#### [Task]
For each line below that holds "super", return the line as it stands.

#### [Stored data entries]
────────────────────────────────────────
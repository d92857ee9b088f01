//! WebSocket connection manager
//!
//! Handles reconnection logic and feeds depth snapshots into the engines.

use std::sync::Arc;
use std::time::{Duration, Instant};
use tokio::time::{interval, sleep, timeout};
use tracing::{error, info, trace, warn};

use super::WebSocketClient;
use crate::error::{AnalyticsError, Result};
use crate::parser::ParsedMessage;
use crate::AppState;

/// Maximum backoff delay in milliseconds (60 seconds)
const MAX_BACKOFF_MS: u64 = 60_000;
/// Cooldown period after which reconnect attempts are reset (5 minutes)
const RECONNECT_COOLDOWN_SECS: u64 = 300;
const STATUS_INTERVAL_SECS: u64 = 30;
const KEEPALIVE_SECS: u64 = 30;
const RECV_TIMEOUT_SECS: u64 = 45;

/// Manages WebSocket connections with automatic reconnection
pub struct WebSocketManager {
    state: Arc<AppState>,
    client: WebSocketClient,
    reconnect_attempts: u32,
    last_successful_connection: Option<Instant>,
}

impl WebSocketManager {
    /// Create a new WebSocket manager
    pub fn new(state: Arc<AppState>) -> Self {
        let client = WebSocketClient::new(
            &state.config.ws_endpoint,
            state.config.symbols.clone(),
            state.config.depth_levels,
        );

        Self {
            state,
            client,
            reconnect_attempts: 0,
            last_successful_connection: None,
        }
    }

    /// Run the WebSocket manager - runs indefinitely with automatic reconnection
    pub async fn run(&mut self) -> Result<()> {
        info!("Starting WebSocket manager with infinite retry");

        tokio::spawn(log_status(self.state.clone()));

        loop {
            // Reset reconnect attempts if we've been stable for a while
            if let Some(last_success) = self.last_successful_connection {
                if last_success.elapsed() > Duration::from_secs(RECONNECT_COOLDOWN_SECS)
                    && self.reconnect_attempts > 0
                {
                    info!(
                        previous_attempts = self.reconnect_attempts,
                        "Resetting reconnect counter after cooldown period"
                    );
                    self.reconnect_attempts = 0;
                }
            }

            match self.connect_and_process().await {
                Ok(()) => {
                    info!("WebSocket processing completed normally, reconnecting...");
                    sleep(Duration::from_secs(1)).await;
                }
                Err(e) => {
                    error!(error = %e, "WebSocket error");
                    self.reconnect_attempts += 1;

                    let delay = backoff_delay(self.state.config.reconnect_delay_ms, self.reconnect_attempts);

                    warn!(
                        attempt = self.reconnect_attempts,
                        delay_secs = delay.as_secs(),
                        "Reconnecting after error..."
                    );
                    sleep(delay).await;
                }
            }
        }
    }

    /// Connect and process messages
    async fn connect_and_process(&mut self) -> Result<()> {
        self.client.connect().await?;

        self.last_successful_connection = Some(Instant::now());
        self.reconnect_attempts = 0;
        info!("WebSocket connected successfully, resetting reconnect counter");

        let mut last_message = Instant::now();
        let keepalive_timeout = Duration::from_secs(KEEPALIVE_SECS);
        let recv_timeout = Duration::from_secs(RECV_TIMEOUT_SECS);

        loop {
            // Use timeout to detect stale connections
            match timeout(recv_timeout, self.client.recv()).await {
                Ok(Ok(Some(text))) => {
                    last_message = Instant::now();
                    if let Err(e) = self.process_message(&text).await {
                        warn!(error = %e, "Failed to process message");
                    }
                }
                Ok(Ok(None)) => {
                    if last_message.elapsed() > keepalive_timeout {
                        if let Err(e) = self.client.ping().await {
                            warn!(error = %e, "Failed to send keepalive ping");
                        }
                    }
                }
                Ok(Err(e)) => return Err(e),
                Err(_) => {
                    warn!(
                        last_message_secs = last_message.elapsed().as_secs(),
                        "No message received within timeout, sending keepalive"
                    );
                    if let Err(e) = self.client.ping().await {
                        warn!(error = %e, "Failed to send keepalive ping, reconnecting");
                        self.client.close().await;
                        return Err(AnalyticsError::ConnectionTimeout);
                    }
                }
            }
        }
    }

    /// Process a single WebSocket message
    async fn process_message(&self, raw: &str) -> Result<()> {
        match ParsedMessage::parse(raw)? {
            ParsedMessage::Depth { symbol, depth } => {
                // Bare payloads only arrive on single-symbol connections
                let symbol = match symbol.or_else(|| self.single_symbol()) {
                    Some(symbol) => symbol,
                    None => {
                        warn!("Depth message without a symbol on a multi-symbol stream");
                        return Ok(());
                    }
                };

                let snapshot = depth.into_snapshot(chrono::Utc::now().timestamp_millis());
                self.state.ingest(&symbol, &snapshot).await?;
            }
            ParsedMessage::Unknown(msg) => {
                trace!(msg = %msg, "Unknown message type");
            }
        }

        Ok(())
    }

    fn single_symbol(&self) -> Option<String> {
        match self.state.config.symbols.as_slice() {
            [only] => Some(only.clone()),
            _ => None,
        }
    }
}

/// Exponential backoff, capped at [`MAX_BACKOFF_MS`]
fn backoff_delay(base_ms: u64, attempt: u32) -> Duration {
    let delay = base_ms.saturating_mul(2u64.pow(attempt.min(6)));
    Duration::from_millis(delay.min(MAX_BACKOFF_MS))
}

/// Periodically log the latest indicators per symbol
async fn log_status(state: Arc<AppState>) {
    let mut status_interval = interval(Duration::from_secs(STATUS_INTERVAL_SECS));
    loop {
        status_interval.tick().await;
        let engines = state.engines.read().await;
        for symbol in engines.symbols() {
            if let Some(latest) = engines.latest(&symbol) {
                info!(
                    symbol = %symbol,
                    mid_price = latest.mid_price,
                    spread = latest.spread,
                    obi = latest.obi,
                    regime = %latest.regime_label,
                    "Analytics status"
                );
            }
        }
    }
}

#[cfg(test)]
mod tests {
    use super::*;

    #[test]
    fn test_backoff_delay() {
        assert_eq!(backoff_delay(1000, 1), Duration::from_millis(2000));
        assert_eq!(backoff_delay(1000, 5), Duration::from_millis(32_000));
        assert_eq!(backoff_delay(1000, 6), Duration::from_millis(MAX_BACKOFF_MS));
        assert_eq!(backoff_delay(1000, 40), Duration::from_millis(MAX_BACKOFF_MS));
    }
}
//! HTTP API tests, driven through the router or, for the live stream, a
//! local listener

use std::future::IntoFuture;
use std::sync::Arc;
use std::time::Duration;

use axum::body::{to_bytes, Body};
use axum::http::{Request, StatusCode};
use futures_util::StreamExt;
use phantom_flow_analytics::engine::{AnomalyEvent, ProcessedResult, Snapshot};
use phantom_flow_analytics::{api, AppState, Config};
use serde_json::json;
use tokio::time::timeout;
use tokio_tungstenite::tungstenite::Message;
use tower::ServiceExt;

async fn test_state() -> (Arc<AppState>, tempfile::TempDir) {
    let dir = tempfile::tempdir().unwrap();
    let config = Config {
        ipc_socket_path: dir.path().join("none.sock").to_string_lossy().into_owned(),
        history_len: 5,
        ..Config::default()
    };
    (Arc::new(AppState::new(config).await.unwrap()), dir)
}

fn post_snapshot(symbol: &str, body: serde_json::Value) -> Request<Body> {
    Request::builder()
        .method("POST")
        .uri(format!("/snapshots/{}", symbol))
        .header("content-type", "application/json")
        .body(Body::from(body.to_string()))
        .unwrap()
}

fn get(uri: &str) -> Request<Body> {
    Request::builder().uri(uri).body(Body::empty()).unwrap()
}

async fn body_json<T: serde::de::DeserializeOwned>(response: axum::response::Response) -> T {
    let bytes = to_bytes(response.into_body(), usize::MAX).await.unwrap();
    serde_json::from_slice(&bytes).unwrap()
}

fn book(bid_qty: f64, ask_qty: f64) -> serde_json::Value {
    json!({
        "timestamp": 1_700_000_000_000i64,
        "mid_price": 100.05,
        "bids": [{"price": 100.0, "volume": bid_qty}],
        "asks": [{"price": 100.1, "volume": ask_qty}]
    })
}

#[tokio::test]
async fn test_process_snapshot_returns_result() {
    let (state, _dir) = test_state().await;

    let response = api::router(state.clone())
        .oneshot(post_snapshot("btcusdt", book(10.0, 10.0)))
        .await
        .unwrap();
    assert_eq!(response.status(), StatusCode::OK);

    let result: ProcessedResult = body_json(response).await;
    assert!((result.spread - 0.1).abs() < 1e-9);
    assert_eq!(result.regime_label, "Calm");
    assert_eq!(result.directional_prob, 50.0);

    // Symbol is normalised to upper case
    assert!(state.engines.read().await.has_symbol("BTCUSDT"));
}

#[tokio::test]
async fn test_degenerate_snapshot_gets_neutral_result() {
    let (state, _dir) = test_state().await;
    let body = json!({"timestamp": 5, "mid_price": 42.0, "bids": [], "asks": []});

    let response = api::router(state)
        .oneshot(post_snapshot("BTCUSDT", body))
        .await
        .unwrap();
    assert_eq!(response.status(), StatusCode::OK);

    let result: serde_json::Value = body_json(response).await;
    assert_eq!(result["microprice"], 42.0);
    assert_eq!(result["regime"], 0);
    assert_eq!(result["anomalies"], json!([]));
}

#[tokio::test]
async fn test_malformed_body_is_rejected_by_transport() {
    let (state, _dir) = test_state().await;

    let response = api::router(state)
        .oneshot(post_snapshot("BTCUSDT", json!({"mid_price": "oops"})))
        .await
        .unwrap();
    assert!(response.status().is_client_error());
}

#[tokio::test]
async fn test_history_and_anomaly_endpoints() {
    let (state, _dir) = test_state().await;
    let router = api::router(state);

    router
        .clone()
        .oneshot(post_snapshot("BTCUSDT", book(10.0, 10.0)))
        .await
        .unwrap();
    router
        .clone()
        .oneshot(post_snapshot("BTCUSDT", book(90.0, 10.0)))
        .await
        .unwrap();

    let response = router.clone().oneshot(get("/features/BTCUSDT")).await.unwrap();
    let history: Vec<ProcessedResult> = body_json(response).await;
    assert_eq!(history.len(), 2);

    let response = router.clone().oneshot(get("/snapshot/BTCUSDT/latest")).await.unwrap();
    let latest: ProcessedResult = body_json(response).await;
    assert!((latest.obi - 0.8).abs() < 1e-9);

    let response = router.clone().oneshot(get("/anomalies/BTCUSDT")).await.unwrap();
    let events: Vec<AnomalyEvent> = body_json(response).await;
    assert!(events.iter().any(|e| e.message == "Heavy BUY pressure"));

    let response = router.oneshot(get("/features/DOGEUSDT")).await.unwrap();
    assert_eq!(response.status(), StatusCode::NOT_FOUND);
}

#[tokio::test]
async fn test_reset_engine() {
    let (state, _dir) = test_state().await;
    let router = api::router(state.clone());

    router
        .clone()
        .oneshot(post_snapshot("ETHUSDT", book(10.0, 10.0)))
        .await
        .unwrap();

    let delete = Request::builder()
        .method("DELETE")
        .uri("/engines/ETHUSDT")
        .body(Body::empty())
        .unwrap();
    let response = router.clone().oneshot(delete).await.unwrap();
    assert_eq!(response.status(), StatusCode::NO_CONTENT);
    assert!(!state.engines.read().await.has_symbol("ETHUSDT"));

    let delete = Request::builder()
        .method("DELETE")
        .uri("/engines/ETHUSDT")
        .body(Body::empty())
        .unwrap();
    let response = router.oneshot(delete).await.unwrap();
    assert_eq!(response.status(), StatusCode::NOT_FOUND);
}

#[tokio::test]
async fn test_health_and_metrics() {
    let (state, _dir) = test_state().await;
    let router = api::router(state);

    router
        .clone()
        .oneshot(post_snapshot("BTCUSDT", book(10.0, 10.0)))
        .await
        .unwrap();

    let response = router.clone().oneshot(get("/health")).await.unwrap();
    let health: serde_json::Value = body_json(response).await;
    assert_eq!(health["status"], "healthy");
    assert_eq!(health["symbols"], json!(["BTCUSDT"]));

    let response = router.oneshot(get("/metrics")).await.unwrap();
    let bytes = to_bytes(response.into_body(), usize::MAX).await.unwrap();
    let text = String::from_utf8(bytes.to_vec()).unwrap();
    assert!(text.contains("analytics_snapshots_processed_total{symbol=\"BTCUSDT\"} 1"));
}

/// Next text frame from the live stream, as JSON
async fn next_json<S>(ws: &mut S) -> serde_json::Value
where
    S: futures_util::Stream<Item = Result<Message, tokio_tungstenite::tungstenite::Error>> + Unpin,
{
    loop {
        let message = timeout(Duration::from_secs(5), ws.next())
            .await
            .expect("live frame in time")
            .expect("stream open")
            .unwrap();
        if let Message::Text(text) = message {
            return serde_json::from_str(&text).unwrap();
        }
    }
}

#[tokio::test]
async fn test_live_stream_sends_history_then_updates() {
    let (state, _dir) = test_state().await;
    let snapshot: Snapshot = serde_json::from_value(book(10.0, 10.0)).unwrap();
    state.ingest("BTCUSDT", &snapshot).await.unwrap();

    let listener = tokio::net::TcpListener::bind("127.0.0.1:0").await.unwrap();
    let addr = listener.local_addr().unwrap();
    tokio::spawn(axum::serve(listener, api::router(state.clone())).into_future());

    let (mut ws, _) = tokio_tungstenite::connect_async(format!("ws://{}/ws/btcusdt", addr))
        .await
        .unwrap();

    let history = next_json(&mut ws).await;
    assert_eq!(history["type"], "history");
    assert_eq!(history["data"].as_array().unwrap().len(), 1);

    // Other symbols are not forwarded
    state.ingest("ETHUSDT", &snapshot).await.unwrap();
    let heavy: Snapshot = serde_json::from_value(book(90.0, 10.0)).unwrap();
    state.ingest("BTCUSDT", &heavy).await.unwrap();

    let update = next_json(&mut ws).await;
    assert!((update["obi"].as_f64().unwrap() - 0.8).abs() < 1e-9);
    assert_eq!(update["anomalies"][0]["type"], "HEAVY_IMBALANCE");
}

#[tokio::test]
async fn test_ingest_continues_with_stalled_ipc_consumer() {
    let dir = tempfile::tempdir().unwrap();
    let path = dir.path().join("stalled.sock");
    let listener = tokio::net::UnixListener::bind(&path).unwrap();
    let config = Config {
        ipc_socket_path: path.to_string_lossy().into_owned(),
        ..Config::default()
    };
    let state = AppState::new(config).await.unwrap();
    // Connected, never read from
    let (_consumer, _) = listener.accept().await.unwrap();

    let snapshot: Snapshot = serde_json::from_value(book(10.0, 10.0)).unwrap();
    let outcome = timeout(Duration::from_secs(5), async {
        for _ in 0..5_000 {
            state.ingest("BTCUSDT", &snapshot).await.unwrap();
        }
    })
    .await;

    assert!(outcome.is_ok(), "ingest stalled behind the IPC consumer");
    assert_eq!(state.engines.read().await.history("BTCUSDT").unwrap().len(), 100);
}

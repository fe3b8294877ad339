//! Create `rtom` (regional operating area) table.
use sea_orm_migration::{prelude::*, schema::*};

#[derive(DeriveMigrationName)]
pub struct Migration;

#[async_trait::async_trait]
impl MigrationTrait for Migration {
    async fn up(&self, manager: &SchemaManager) -> Result<(), DbErr> {
        manager
            .create_table(
                Table::create()
                    .table(Rtom::Table)
                    .if_not_exists()
                    .col(big_integer(Rtom::RtomId).primary_key())
                    .col(string_len(Rtom::RtomAbbreviation, 16).not_null())
                    .col(string_len(Rtom::AreaName, 128).not_null())
                    .col(string_len(Rtom::RtomStatus, 16).not_null())
                    .to_owned(),
            )
            .await
    }

    async fn down(&self, manager: &SchemaManager) -> Result<(), DbErr> {
        manager.drop_table(Table::drop().table(Rtom::Table).to_owned()).await
    }
}

#[derive(DeriveIden)]
enum Rtom {
    Table,
    RtomId,
    RtomAbbreviation,
    AreaName,
    RtomStatus,
}
//! MongoDB implementation of [`DocumentStore`].

use async_trait::async_trait;
use mongodb::bson::{doc, Bson};
use mongodb::options::{FindOneAndUpdateOptions, IndexOptions, ReturnDocument};
use mongodb::{Client, Collection, IndexModel};

use configs::DocumentStoreConfig;
use models::docs::{
    CounterDocument, DrcDocument, RecoveryOfficerDocument, ServiceDocument, COUNTERS_COLLECTION,
    DRC_COLLECTION, RECOVERY_OFFICER_COLLECTION, SERVICES_COLLECTION,
};
use models::status::RecordStatus;

use super::{DocumentStore, Result, StorageError};

pub struct MongoStore {
    drcs: Collection<DrcDocument>,
    services: Collection<ServiceDocument>,
    recovery_officers: Collection<RecoveryOfficerDocument>,
    counters: Collection<CounterDocument>,
}

impl MongoStore {
    /// Connect and ping before serving. Registration cannot run without the
    /// counters collection, so callers treat a failure here as fatal.
    pub async fn connect(cfg: &DocumentStoreConfig) -> Result<Self> {
        let client = Client::with_uri_str(&cfg.uri).await?;
        let database = client.database(&cfg.database);
        database.run_command(doc! { "ping": 1 }).await?;

        let store = Self {
            drcs: database.collection(DRC_COLLECTION),
            services: database.collection(SERVICES_COLLECTION),
            recovery_officers: database.collection(RECOVERY_OFFICER_COLLECTION),
            counters: database.collection(COUNTERS_COLLECTION),
        };
        store.init().await?;

        Ok(store)
    }

    /// Unique indexes on the logical ids, mirroring the relational keys.
    async fn init(&self) -> Result<()> {
        let unique = IndexOptions::builder().unique(true).build();

        self.drcs
            .create_index(
                IndexModel::builder()
                    .keys(doc! { "drc_id": 1 })
                    .options(unique.clone())
                    .build(),
            )
            .await?;

        self.services
            .create_index(
                IndexModel::builder()
                    .keys(doc! { "service_id": 1 })
                    .options(unique.clone())
                    .build(),
            )
            .await?;

        self.recovery_officers
            .create_index(
                IndexModel::builder()
                    .keys(doc! { "ro_id": 1 })
                    .options(unique)
                    .build(),
            )
            .await?;

        Ok(())
    }

    fn status_bson(status: RecordStatus) -> Result<Bson> {
        mongodb::bson::to_bson(&status).map_err(|e| StorageError::Backend(e.to_string()))
    }
}

#[async_trait]
impl DocumentStore for MongoStore {
    async fn next_sequence(&self, counter: &str) -> Result<i64> {
        let options = FindOneAndUpdateOptions::builder()
            .upsert(true)
            .return_document(ReturnDocument::After)
            .build();

        let updated = self
            .counters
            .find_one_and_update(doc! { "_id": counter }, doc! { "$inc": { "seq": 1_i64 } })
            .with_options(options)
            .await?;

        match updated {
            Some(c) => Ok(c.seq),
            None => Err(StorageError::CounterMissing(counter.to_string())),
        }
    }

    async fn insert_drc(&self, doc: DrcDocument) -> Result<()> {
        self.drcs.insert_one(doc).await?;
        Ok(())
    }

    async fn update_drc_status(&self, drc_id: i64, status: RecordStatus) -> Result<Option<DrcDocument>> {
        let options = FindOneAndUpdateOptions::builder()
            .return_document(ReturnDocument::After)
            .build();
        let updated = self
            .drcs
            .find_one_and_update(
                doc! { "drc_id": drc_id },
                doc! { "$set": { "drc_status": Self::status_bson(status)? } },
            )
            .with_options(options)
            .await?;
        Ok(updated)
    }

    async fn list_drcs(&self) -> Result<Vec<DrcDocument>> {
        let mut cursor = self.drcs.find(doc! {}).await?;
        let mut out = Vec::new();
        while cursor.advance().await? {
            out.push(cursor.deserialize_current()?);
        }
        Ok(out)
    }

    async fn find_drc(&self, drc_id: i64) -> Result<Option<DrcDocument>> {
        Ok(self.drcs.find_one(doc! { "drc_id": drc_id }).await?)
    }

    async fn insert_service(&self, doc: ServiceDocument) -> Result<()> {
        self.services.insert_one(doc).await?;
        Ok(())
    }

    async fn update_service_status(
        &self,
        service_id: i64,
        status: RecordStatus,
    ) -> Result<Option<ServiceDocument>> {
        let options = FindOneAndUpdateOptions::builder()
            .return_document(ReturnDocument::After)
            .build();
        let updated = self
            .services
            .find_one_and_update(
                doc! { "service_id": service_id },
                doc! { "$set": { "service_status": Self::status_bson(status)? } },
            )
            .with_options(options)
            .await?;
        Ok(updated)
    }

    async fn list_services(&self) -> Result<Vec<ServiceDocument>> {
        let mut cursor = self.services.find(doc! {}).await?;
        let mut out = Vec::new();
        while cursor.advance().await? {
            out.push(cursor.deserialize_current()?);
        }
        Ok(out)
    }

    async fn find_service(&self, service_id: i64) -> Result<Option<ServiceDocument>> {
        Ok(self.services.find_one(doc! { "service_id": service_id }).await?)
    }

    async fn list_recovery_officers(&self) -> Result<Vec<RecoveryOfficerDocument>> {
        let mut cursor = self.recovery_officers.find(doc! {}).await?;
        let mut out = Vec::new();
        while cursor.advance().await? {
            out.push(cursor.deserialize_current()?);
        }
        Ok(out)
    }

    async fn update_ro_status(&self, ro_id: i64, status: RecordStatus) -> Result<u64> {
        let result = self
            .recovery_officers
            .update_one(
                doc! { "ro_id": ro_id },
                doc! { "$set": { "ro_status": Self::status_bson(status)? } },
            )
            .await?;
        Ok(result.matched_count)
    }
}
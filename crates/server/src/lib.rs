pub mod envelope;
pub mod openapi;
pub mod routes;
pub mod startup;

use std::sync::Arc;

use sea_orm::DatabaseConnection;
use service::storage::DocumentStore;

pub use startup::run;

/// Shared handler state: the pooled relational handle (absent when startup
/// could not connect it) and the long-lived document store.
#[derive(Clone)]
pub struct AppState {
    pub relational: Option<DatabaseConnection>,
    pub documents: Arc<dyn DocumentStore>,
}

impl AppState {
    pub fn relational(&self) -> Option<&DatabaseConnection> {
        self.relational.as_ref()
    }
}
use sea_orm::entity::prelude::*;
use serde::{Deserialize, Serialize};

use crate::status::RecordStatus;

#[derive(Clone, Debug, PartialEq, DeriveEntityModel, Serialize, Deserialize)]
#[sea_orm(table_name = "debt_recovery_company")]
pub struct Model {
    #[sea_orm(primary_key, auto_increment = false)]
    pub drc_id: i64,
    pub drc_name: String,
    pub drc_abbreviation: String,
    pub contact_number: String,
    pub drc_status: RecordStatus,
    pub drc_end_date: Option<DateTimeUtc>,
    pub created_by: String,
    pub created_at: DateTimeUtc,
}

#[derive(Copy, Clone, Debug, EnumIter, DeriveRelation)]
pub enum Relation {
    #[sea_orm(has_many = "super::company_owned_services::Entity")]
    CompanyOwnedServices,
    #[sea_orm(has_many = "super::recovery_officer::Entity")]
    RecoveryOfficer,
}

impl Related<super::company_owned_services::Entity> for Entity {
    fn to() -> RelationDef {
        Relation::CompanyOwnedServices.def()
    }
}

impl Related<super::recovery_officer::Entity> for Entity {
    fn to() -> RelationDef {
        Relation::RecoveryOfficer.def()
    }
}

impl ActiveModelBehavior for ActiveModel {}
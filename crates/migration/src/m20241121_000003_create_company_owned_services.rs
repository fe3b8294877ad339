//! Create `company_owned_services`, the DRC↔service assignment table.
//!
//! No unique constraint on (drc_id, service_id): duplicate Inactive rows are
//! legal, and the single-Active invariant lives in the assignment service.
use sea_orm_migration::{prelude::*, schema::*};

#[derive(DeriveMigrationName)]
pub struct Migration;

#[async_trait::async_trait]
impl MigrationTrait for Migration {
    async fn up(&self, manager: &SchemaManager) -> Result<(), DbErr> {
        manager
            .create_table(
                Table::create()
                    .table(CompanyOwnedServices::Table)
                    .if_not_exists()
                    .col(big_integer(CompanyOwnedServices::Id).auto_increment().primary_key())
                    .col(big_integer(CompanyOwnedServices::DrcId).not_null())
                    .col(big_integer(CompanyOwnedServices::ServiceId).not_null())
                    .col(string_len(CompanyOwnedServices::AssignmentStatus, 16).not_null())
                    .col(string_len(CompanyOwnedServices::CreatedBy, 64).not_null())
                    .col(timestamp(CompanyOwnedServices::CreatedAt).not_null())
                    .col(string_len(CompanyOwnedServices::ChangedBy, 64).not_null())
                    .col(timestamp(CompanyOwnedServices::ChangedAt).not_null())
                    .to_owned(),
            )
            .await
    }

    async fn down(&self, manager: &SchemaManager) -> Result<(), DbErr> {
        manager
            .drop_table(Table::drop().table(CompanyOwnedServices::Table).to_owned())
            .await
    }
}

#[derive(DeriveIden)]
enum CompanyOwnedServices {
    Table,
    Id,
    DrcId,
    ServiceId,
    AssignmentStatus,
    CreatedBy,
    CreatedAt,
    ChangedBy,
    ChangedAt,
}
//! Recovery Officer reads and the suspend flow.
//!
//! Suspension is deliberately weaker than the shared status-change pattern:
//! the relational update answers the caller, and the document copy catches
//! up afterwards on a best-effort basis.

use std::collections::HashMap;
use std::sync::Arc;

use sea_orm::sea_query::Expr;
use sea_orm::{ColumnTrait, DatabaseConnection, EntityTrait, QueryFilter};
use serde::Serialize;
use tracing::{error, warn};

use models::debt_recovery_company;
use models::recovery_officer;
use models::recovery_officer_rtoms;
use models::rtom;
use models::status::RecordStatus;

use crate::errors::ServiceError;
use crate::require_relational;
use crate::storage::DocumentStore;

#[derive(Debug, Serialize)]
pub struct RtomRef {
    pub rtom_id: i64,
    pub area_name: String,
}

/// One officer with the company name and assigned regions denormalized in.
#[derive(Debug, Serialize)]
pub struct RoDetails {
    pub ro_id: i64,
    pub ro_name: String,
    pub contact_number: String,
    pub drc_id: i64,
    pub drc_name: Option<String>,
    pub ro_status: RecordStatus,
    pub login_type: String,
    pub login_user_id: String,
    pub remark: Option<String>,
    pub rtoms_for_ro: Vec<RtomRef>,
}

pub async fn list_recovery_officers(
    db: Option<&DatabaseConnection>,
    store: &dyn DocumentStore,
) -> Result<Vec<RoDetails>, ServiceError> {
    let db = require_relational(db)?;
    let officers = recovery_officer::Entity::find()
        .find_also_related(debt_recovery_company::Entity)
        .all(db)
        .await?;
    let rtom_rows = recovery_officer_rtoms::Entity::find()
        .find_also_related(rtom::Entity)
        .all(db)
        .await?;

    // The secondary copy is queried independently; its failure never aborts
    // the relational listing.
    if let Err(err) = store.list_recovery_officers().await {
        warn!(error = %err, "document-store officer listing failed");
    }

    Ok(group_rtoms(officers, rtom_rows))
}

pub async fn find_recovery_officer(
    db: Option<&DatabaseConnection>,
    ro_id: i64,
) -> Result<Option<recovery_officer::Model>, ServiceError> {
    let db = require_relational(db)?;
    Ok(recovery_officer::Entity::find_by_id(ro_id).one(db).await?)
}

/// Update the relational row and return; the document copy is refreshed in a
/// detached task whose failure (or missing document) is only logged.
pub async fn suspend_recovery_officer(
    db: Option<&DatabaseConnection>,
    store: Arc<dyn DocumentStore>,
    ro_id: i64,
    status: RecordStatus,
) -> Result<(), ServiceError> {
    let db = require_relational(db)?;
    recovery_officer::Entity::update_many()
        .col_expr(recovery_officer::Column::RoStatus, Expr::value(status))
        .filter(recovery_officer::Column::RoId.eq(ro_id))
        .exec(db)
        .await?;

    tokio::spawn(async move {
        match store.update_ro_status(ro_id, status).await {
            Ok(0) => warn!(ro_id, "recovery officer missing from document store"),
            Ok(_) => {}
            Err(err) => error!(ro_id, error = %err, "document-store status update failed"),
        }
    });

    Ok(())
}

/// One parent, many children; a link row whose region is gone is skipped,
/// an officer without regions gets an empty list.
fn group_rtoms(
    officers: Vec<(recovery_officer::Model, Option<debt_recovery_company::Model>)>,
    rows: Vec<(recovery_officer_rtoms::Model, Option<rtom::Model>)>,
) -> Vec<RoDetails> {
    let mut by_ro: HashMap<i64, Vec<RtomRef>> = HashMap::new();
    for (link, region) in rows {
        let Some(region) = region else {
            warn!(link_id = link.id, "rtom link references a missing region");
            continue;
        };
        by_ro.entry(link.ro_id).or_default().push(RtomRef {
            rtom_id: region.rtom_id,
            area_name: region.area_name,
        });
    }

    officers
        .into_iter()
        .map(|(officer, company)| RoDetails {
            rtoms_for_ro: by_ro.remove(&officer.ro_id).unwrap_or_default(),
            drc_name: company.map(|c| c.drc_name),
            ro_id: officer.ro_id,
            ro_name: officer.ro_name,
            contact_number: officer.contact_number,
            drc_id: officer.drc_id,
            ro_status: officer.ro_status,
            login_type: officer.login_type,
            login_user_id: officer.login_user_id,
            remark: officer.remark,
        })
        .collect()
}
────────────────────────────────────────
#### [Your response]
use super::WebSocketClient;
    use super::*;
use super::{DocumentStore, Result, StorageError};
    #[sea_orm(has_many = "super::company_owned_services::Entity")]
    #[sea_orm(has_many = "super::recovery_officer::Entity")]
impl Related<super::company_owned_services::Entity> for Entity {
impl Related<super::recovery_officer::Entity> for Entity {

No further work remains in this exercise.